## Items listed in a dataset
//! Local subprocess transport
//!
//! Used when `use_ssh` is off or in pod mode. The command string carries its
//! own quoting, so it runs through `sh -c`.

use std::time::{Duration, Instant};

use async_trait::async_trait;
use tokio::process::Command;
use tokio::time::timeout;
use tracing::debug;

use testpilot_common::{Error, Result};

use crate::config::Host;

use super::{CommandOutput, Transport};

pub struct LocalTransport {
    timeout: Duration,
}

impl LocalTransport {
    pub fn new(timeout: Duration) -> Self {
        Self { timeout }
    }

    pub(super) async fn run(&self, command: &str) -> Result<CommandOutput> {
        debug!(%command, "running local command");
        let started = Instant::now();
        let output = timeout(
            self.timeout,
            Command::new("sh")
                .arg("-c")
                .arg(command)
                .kill_on_drop(true)
                .output(),
        )
        .await
        .map_err(|_| {
            Error::transport(format!(
                "Command timed out after {}s",
                self.timeout.as_secs()
            ))
        })?
        .map_err(|e| Error::transport(format!("Failed to spawn command: {e}")))?;

        Ok(CommandOutput {
            stdout: String::from_utf8_lossy(&output.stdout).into_owned(),
            stderr: String::from_utf8_lossy(&output.stderr).into_owned(),
            exit_code: output.status.code().unwrap_or(-1),
            duration: started.elapsed(),
        })
    }
}

#[async_trait]
impl Transport for LocalTransport {
    async fn execute(&self, command: &str, _host: &Host) -> Result<CommandOutput> {
        self.run(command).await
    }
}
//! Curl verbose-trace parsing
//!
//! Curl writes the exchange to stderr: request lines prefixed `> `, response
//! lines prefixed `< `. The body arrives on stdout. Redirected exchanges
//! produce several status lines; the last one is the final answer.

use std::time::Duration;

use regex::Regex;
use tracing::debug;

use testpilot_common::Response;

/// kubectl exec artifacts that must not be mistaken for body content
const TTY_WARNINGS: &[&str] = &[
    "Unable to use a TTY",
    "error: unable to upgrade connection",
];

fn status_line_pattern() -> Regex {
    Regex::new(r"^< HTTP/[123](?:\.\d)? (\d{3})").expect("static regex")
}

/// Reconstruct an HTTP response from captured curl output.
///
/// Status defaults to 0 when no status line is present (unreachable server,
/// log-capture output); callers treat that as "no HTTP exchange happened".
pub fn parse_curl_output(stdout: &str, stderr: &str, duration: Duration) -> Response {
    let pattern = status_line_pattern();

    let mut status_code: u16 = 0;
    for line in stderr.lines() {
        if let Some(caps) = pattern.captures(line) {
            status_code = caps[1].parse().unwrap_or(0);
        }
    }
    if status_code == 0 {
        // Some wrappers merge the trace into stdout
        for line in stdout.lines() {
            if let Some(caps) = pattern.captures(line) {
                status_code = caps[1].parse().unwrap_or(0);
            }
        }
    }

    let mut headers = Vec::new();
    for line in stderr.lines() {
        let Some(rest) = line.strip_prefix("< ") else {
            continue;
        };
        if pattern.is_match(line) {
            continue;
        }
        if let Some((name, value)) = rest.split_once(':') {
            headers.push((
                name.trim().to_ascii_lowercase(),
                value.trim().to_string(),
            ));
        }
    }

    let body_text = strip_tty_artifacts(stdout);
    let body_json = serde_json::from_str(body_text.trim()).ok();
    debug!(
        status_code,
        headers = headers.len(),
        body_len = body_text.len(),
        json = body_json.is_some(),
        "parsed curl output"
    );

    Response {
        status_code,
        headers,
        body_text,
        body_json,
        raw_stdout: stdout.to_string(),
        raw_stderr: stderr.to_string(),
        duration_ms: duration.as_millis() as u64,
        captured_logs: None,
    }
}

fn strip_tty_artifacts(stdout: &str) -> String {
    if !TTY_WARNINGS.iter().any(|w| stdout.contains(w)) {
        return stdout.to_string();
    }
    let cleaned: Vec<&str> = stdout
        .lines()
        .filter(|line| !TTY_WARNINGS.iter().any(|w| line.contains(w)))
        .collect();
    cleaned.join("\n")
}

#[cfg(test)]
mod tests {
    use super::*;

    const TRACE: &str = "\
*   Trying 10.0.0.5:8081...\n\
* Connected to nrf (10.0.0.5) port 8081\n\
> PUT /nnrf-nfm/v1/nf-instances/abc-123 HTTP/2\n\
> Host: nrf:8081\n\
< HTTP/2 201 \n\
< content-type: application/json\n\
< location: /nnrf-nfm/v1/nf-instances/abc-123\n\
< \n\
* Connection #0 to host nrf left intact\n";

    #[test]
    fn reconstructs_status_headers_and_body() {
        let body = r#"{"nfInstanceId":"abc-123","nfStatus":"REGISTERED"}"#;
        let resp = parse_curl_output(body, TRACE, Duration::from_millis(12));
        assert_eq!(resp.status_code, 201);
        assert_eq!(resp.header("Content-Type"), Some("application/json"));
        assert_eq!(
            resp.header("location"),
            Some("/nnrf-nfm/v1/nf-instances/abc-123")
        );
        assert_eq!(resp.body_text, body);
        assert_eq!(resp.body_json.as_ref().unwrap()["nfStatus"], "REGISTERED");
        assert_eq!(resp.duration_ms, 12);
    }

    #[test]
    fn last_status_line_wins_across_redirects() {
        let trace = "< HTTP/1.1 301 Moved Permanently\n< location: /v2/\n< HTTP/1.1 200 OK\n";
        let resp = parse_curl_output("", trace, Duration::ZERO);
        assert_eq!(resp.status_code, 200);
    }

    #[test]
    fn missing_status_defaults_to_zero() {
        let resp = parse_curl_output("plain log output", "curl: (7) Failed to connect", Duration::ZERO);
        assert_eq!(resp.status_code, 0);
        assert!(resp.body_json.is_none());
    }

    #[test]
    fn status_found_in_stdout_when_trace_merged() {
        let merged = "< HTTP/2 204 \nsome body";
        let resp = parse_curl_output(merged, "", Duration::ZERO);
        assert_eq!(resp.status_code, 204);
    }

    #[test]
    fn tty_warnings_are_stripped_from_body() {
        let stdout =
            "Unable to use a TTY - input is not a terminal or the right kind of file\n{\"ok\":true}";
        let resp = parse_curl_output(stdout, "< HTTP/2 200 \n", Duration::ZERO);
        assert_eq!(resp.body_text, "{\"ok\":true}");
        assert_eq!(resp.body_json.unwrap()["ok"], true);
        // raw stdout keeps the artifact for debugging
        assert!(resp.raw_stdout.contains("Unable to use a TTY"));
    }

    #[test]
    fn duplicate_headers_are_preserved() {
        let trace = "< HTTP/2 200 \n< set-cookie: a=1\n< set-cookie: b=2\n";
        let resp = parse_curl_output("", trace, Duration::ZERO);
        let cookies: Vec<&str> = resp
            .headers
            .iter()
            .filter(|(k, _)| k == "set-cookie")
            .map(|(_, v)| v.as_str())
            .collect();
        assert_eq!(cookies, vec!["a=1", "b=2"]);
    }

    #[test]
    fn non_json_body_is_kept_as_text() {
        let resp = parse_curl_output("hello world", "< HTTP/2 200 \n", Duration::ZERO);
        assert_eq!(resp.body_text, "hello world");
        assert!(resp.body_json.is_none());
    }
}
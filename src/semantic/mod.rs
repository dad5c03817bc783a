//! Semantic retrieval infrastructure for restaurant search.
//!
//! Local embeddings via fastembed plus an in-memory cosine similarity
//! index, persisted as a binary vectors file next to the catalog.
//!
//! # Architecture
//!
//! - `embeddings`: the [`TextEmbedder`] trait and the fastembed model
//! - `index`: in-memory vector index with cosine similarity search
//! - `storage`: vectors.bin file I/O
//! - `service`: lazily-initialized query interface used by search

pub mod embeddings;
mod index;
mod service;
mod storage;

pub use embeddings::{model_id_hash, EmbeddingError, FastembedModel, TextEmbedder};
pub use index::{IndexError, SearchHit, VectorIndex};
pub use service::{SemanticError, SemanticIndex};
pub use storage::{VectorStorage, VectorStorageError};

/// File name of the persisted vector index, relative to the data dir.
pub const VECTORS_FILE: &str = "vectors.bin";

/// Maximum embedding input length (characters, not tokens)
const MAX_EMBED_CHARS: usize = 512;

/// Ellipsis suffix when input is truncated
const TRUNCATION_SUFFIX: &str = "...";

/// Prepare a search text for embedding: trim and truncate.
///
/// Returns `None` when the text is empty after trimming.
pub fn embed_input(text: &str) -> Option<String> {
    let text = text.trim();
    if text.is_empty() {
        return None;
    }

    if text.chars().count() <= MAX_EMBED_CHARS {
        return Some(text.to_string());
    }

    let truncated: String = text
        .chars()
        .take(MAX_EMBED_CHARS - TRUNCATION_SUFFIX.len())
        .collect();
    Some(format!("{}{}", truncated, TRUNCATION_SUFFIX))
}

/// Hash of the embedded text, stored alongside each vector so unchanged
/// restaurants keep their embeddings across indexing runs.
pub fn content_hash(text: &str) -> u64 {
    use std::hash::{Hash, Hasher};

    let mut hasher = std::collections::hash_map::DefaultHasher::new();
    text.trim().hash(&mut hasher);
    hasher.finish()
}
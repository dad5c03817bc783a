use clap::Parser;
use tracing_subscriber::{fmt, prelude::*, EnvFilter};

mod chat;
mod cli;
mod config;
mod describe;
mod indexer;
mod present;
mod restaurants;
mod search;
mod semantic;
#[cfg(test)]
mod tests;
mod translate;
mod web;

use config::Config;
use restaurants::SearchFilters;
use search::SearchService;

fn init_logging() {
    let filter = EnvFilter::try_from_default_env().unwrap_or_else(|_| EnvFilter::new("info"));

    tracing_subscriber::registry()
        .with(fmt::layer())
        .with(filter)
        .init();
}

fn main() -> anyhow::Result<()> {
    let args = cli::Args::parse();

    init_logging();

    let config = Config::load_with(&args.data_dir);

    match args.command {
        cli::Command::Index { file } => {
            indexer::run(&config, &args.data_dir, &file)?;
            Ok(())
        }

        cli::Command::Daemon {} => {
            let search = SearchService::open(&config, &args.data_dir)?;
            let chat = chat::ChatService::new(search, config.search.default_limit);
            web::start_daemon(chat, config.server.bind.clone());
            Ok(())
        }

        cli::Command::Search {
            query,
            location,
            category,
            min_stars,
            kids,
            dogs,
            limit,
            scores,
        } => {
            let filters = SearchFilters {
                location,
                categories: category,
                min_stars,
                good_for_kids: kids.then_some(true),
                dogs_allowed: dogs.then_some(true),
            };
            let filters = (!filters.is_empty()).then_some(filters);

            let service = SearchService::open(&config, &args.data_dir)?;
            let limit = limit.unwrap_or(config.search.default_limit);
            let results = service.search(&query, filters.as_ref(), limit);

            if scores {
                println!("{}", serde_json::to_string_pretty(&results).unwrap());
            } else {
                let items = present::present(&results);
                println!("{}", serde_json::to_string_pretty(&items).unwrap());
            }
            Ok(())
        }
    }
}
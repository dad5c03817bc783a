//! Korean query expansion for semantic search.
//!
//! The restaurant corpus is embedded from English text, so a Korean query
//! lands in the wrong part of the vector space. Instead of full machine
//! translation we scan an ordered table of (pattern, keywords) rules and
//! append the English keywords of every matching rule to the original query.
//! The original text is always kept as a prefix so exact Korean matches are
//! never lost.
//!
//! A model-backed translator can be plugged in through the [`Translate`]
//! trait. When it is absent or fails, normalization silently falls back to
//! the pattern table.

use once_cell::sync::Lazy;
use regex::Regex;

/// One expansion rule: a disjunction of Korean terms and the English
/// keywords contributed when any of them occurs in the query.
struct ExpansionRule {
    pattern: Regex,
    keywords: &'static str,
}

fn rule(pattern: &str, keywords: &'static str) -> ExpansionRule {
    ExpansionRule {
        pattern: Regex::new(pattern).expect("invalid expansion pattern"),
        keywords,
    }
}

/// Ordered rule table, built once at first use.
static EXPANSION_RULES: Lazy<Vec<ExpansionRule>> = Lazy::new(|| {
    vec![
        // cuisines
        rule(
            "중국|중식|짜장|짬뽕|탕수육|마파두부|궁보|딤섬|중식집|중국집|중국관",
            "chinese food restaurant",
        ),
        rule(
            "일본|일식|스시|사시미|라멘|우동|소바|돈까스|규동|사케|일식집|일본집",
            "japanese sushi ramen restaurant",
        ),
        rule(
            "이탈리아|양식|파스타|피자|리조또|스파게티|이탈리아식|양식집",
            "italian pasta pizza restaurant",
        ),
        rule("태국|태식|팟타이|똠양꿍|그린커리|팬센|태국식", "thai food restaurant"),
        rule("인도|인도식|커리|난|탄두리|바스마티", "indian curry restaurant"),
        rule("베트남|월남|쌀국수|분짜|반미", "vietnamese pho restaurant"),
        rule("멕시코|멕시칸|타코|부리또|케사디야|나초", "mexican taco burrito restaurant"),
        rule("한국|한식|김치|불고기|갈비|비빔밥|냉면|삼겹살|한식집", "korean bbq restaurant"),
        rule("프랑스|프렌치|에스카르고|크로아상", "french restaurant"),
        rule("스페인|스패니시|파에야|타파스", "spanish restaurant"),
        // dishes
        rule("피자|피자집", "pizza restaurant"),
        rule("햄버거|버거|버거집", "burger hamburger restaurant"),
        rule("치킨|닭|프라이드|치킨집", "chicken fried restaurant"),
        rule("스테이크|소고기|스테이크하우스", "steak beef steakhouse"),
        rule("바베큐|바비큐|BBQ|구이", "barbecue bbq grilled restaurant"),
        rule("해산물|생선|새우|랍스터|조개|회|횟집", "seafood fish restaurant"),
        rule("샐러드|야채|채식", "salad vegetarian restaurant"),
        // venue types
        rule("카페|커피|에스프레소|라떼|아메리카노|커피숍", "cafe coffee shop"),
        rule("술집|바|맥주|와인|칵테일|호프|주점", "bar pub beer wine cocktail"),
        rule("패스트푸드|패패|패스트", "fast food restaurant"),
        rule("뷔페|부페|올유캔잇", "buffet all you can eat restaurant"),
        // meal times
        rule("아침|모닝|브런치", "breakfast brunch morning restaurant"),
        rule("점심|런치", "lunch restaurant"),
        rule("저녁|디너|만찬", "dinner evening restaurant"),
        rule("야식|새벽|밤", "late night restaurant"),
        // intent
        rule("추천해|추천해줘|알려줘|찾아줘|검색해|추천받고싶어", "recommend find search"),
        rule("맛있는|맛좋은|맛집", "delicious tasty good popular restaurant"),
        rule("좋은|괜찮은", "good restaurant"),
        rule("최고|베스트", "best excellent restaurant"),
        rule("먹고싶어|먹을|드시고", "eat food restaurant"),
        rule("가고싶어|가서|갈만한", "go visit restaurant"),
        // mood and amenities
        rule("가족|아이|어린이|키즈", "family kids children friendly restaurant"),
        rule("데이트|로맨틱|커플", "romantic date couple restaurant"),
        rule("조용|정적|차분", "quiet peaceful restaurant"),
        rule("분위기|무드|감성", "atmosphere ambiance mood restaurant"),
        rule("저렴|싸|가성비|가격", "cheap affordable budget restaurant"),
        rule("고급|비싼|프리미엄|럭셔리", "expensive premium upscale fine dining restaurant"),
    ]
});

/// Check whether the text contains any Hangul syllable (가-힣).
pub fn contains_korean(text: &str) -> bool {
    text.chars().any(|c| ('\u{AC00}'..='\u{D7A3}').contains(&c))
}

/// Optional heavier translation capability (e.g. a local seq2seq model).
///
/// Normalization never depends on this succeeding: a failing translator is
/// logged and the pattern table takes over.
pub trait Translate: Send + Sync {
    fn translate(&self, text: &str) -> anyhow::Result<String>;
}

/// Rewrites user queries into English-biased search strings.
///
/// Stateless apart from an optional translator handle, so it is safe to
/// share across concurrent searches.
#[derive(Default)]
pub struct QueryNormalizer {
    translator: Option<Box<dyn Translate>>,
}

impl QueryNormalizer {
    pub fn new() -> Self {
        Self { translator: None }
    }

    pub fn with_translator(translator: Box<dyn Translate>) -> Self {
        Self {
            translator: Some(translator),
        }
    }

    /// Expand a query for embedding.
    ///
    /// Non-Korean input is returned unchanged. Korean input gets English
    /// keywords appended; the original query is always preserved as a
    /// prefix.
    pub fn normalize(&self, query: &str) -> String {
        if !contains_korean(query) {
            return query.to_string();
        }

        if let Some(translator) = &self.translator {
            match translator.translate(query) {
                Ok(translated) if !translated.trim().is_empty() => {
                    log::info!("query translated: {:?} -> {:?}", query, translated.trim());
                    return format!("{} {}", query, translated.trim());
                }
                Ok(_) => {}
                Err(err) => {
                    log::warn!("translator failed, using pattern expansion: {err}");
                }
            }
        }

        expand_with_patterns(query)
    }
}

/// Append the keywords of every matching rule to the query.
///
/// Keywords are deduplicated in first-appearance order so the output is
/// deterministic.
fn expand_with_patterns(query: &str) -> String {
    let mut keywords: Vec<&str> = Vec::new();
    for rule in EXPANSION_RULES.iter() {
        if rule.pattern.is_match(query) {
            for word in rule.keywords.split_whitespace() {
                if !keywords.contains(&word) {
                    keywords.push(word);
                }
            }
        }
    }

    if keywords.is_empty() {
        return query.to_string();
    }

    let expanded = format!("{} {}", query, keywords.join(" "));
    log::info!("query expansion: {:?} -> {:?}", query, expanded);
    expanded
}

## WHAT IS REQUIRED
Retype the entries exactly from the first line, stopping after the line with "use crate::config::Host;".

## YOUR SOLUTION
//! Local subprocess transport
//!
//! Used when `use_ssh` is off or in pod mode. The command string carries its
//! own quoting, so it runs through `sh -c`.

use std::time::{Duration, Instant};

use async_trait::async_trait;
use tokio::process::Command;
use tokio::time::timeout;
use tracing::debug;

use testpilot_common::{Error, Result};

use crate::config::Host;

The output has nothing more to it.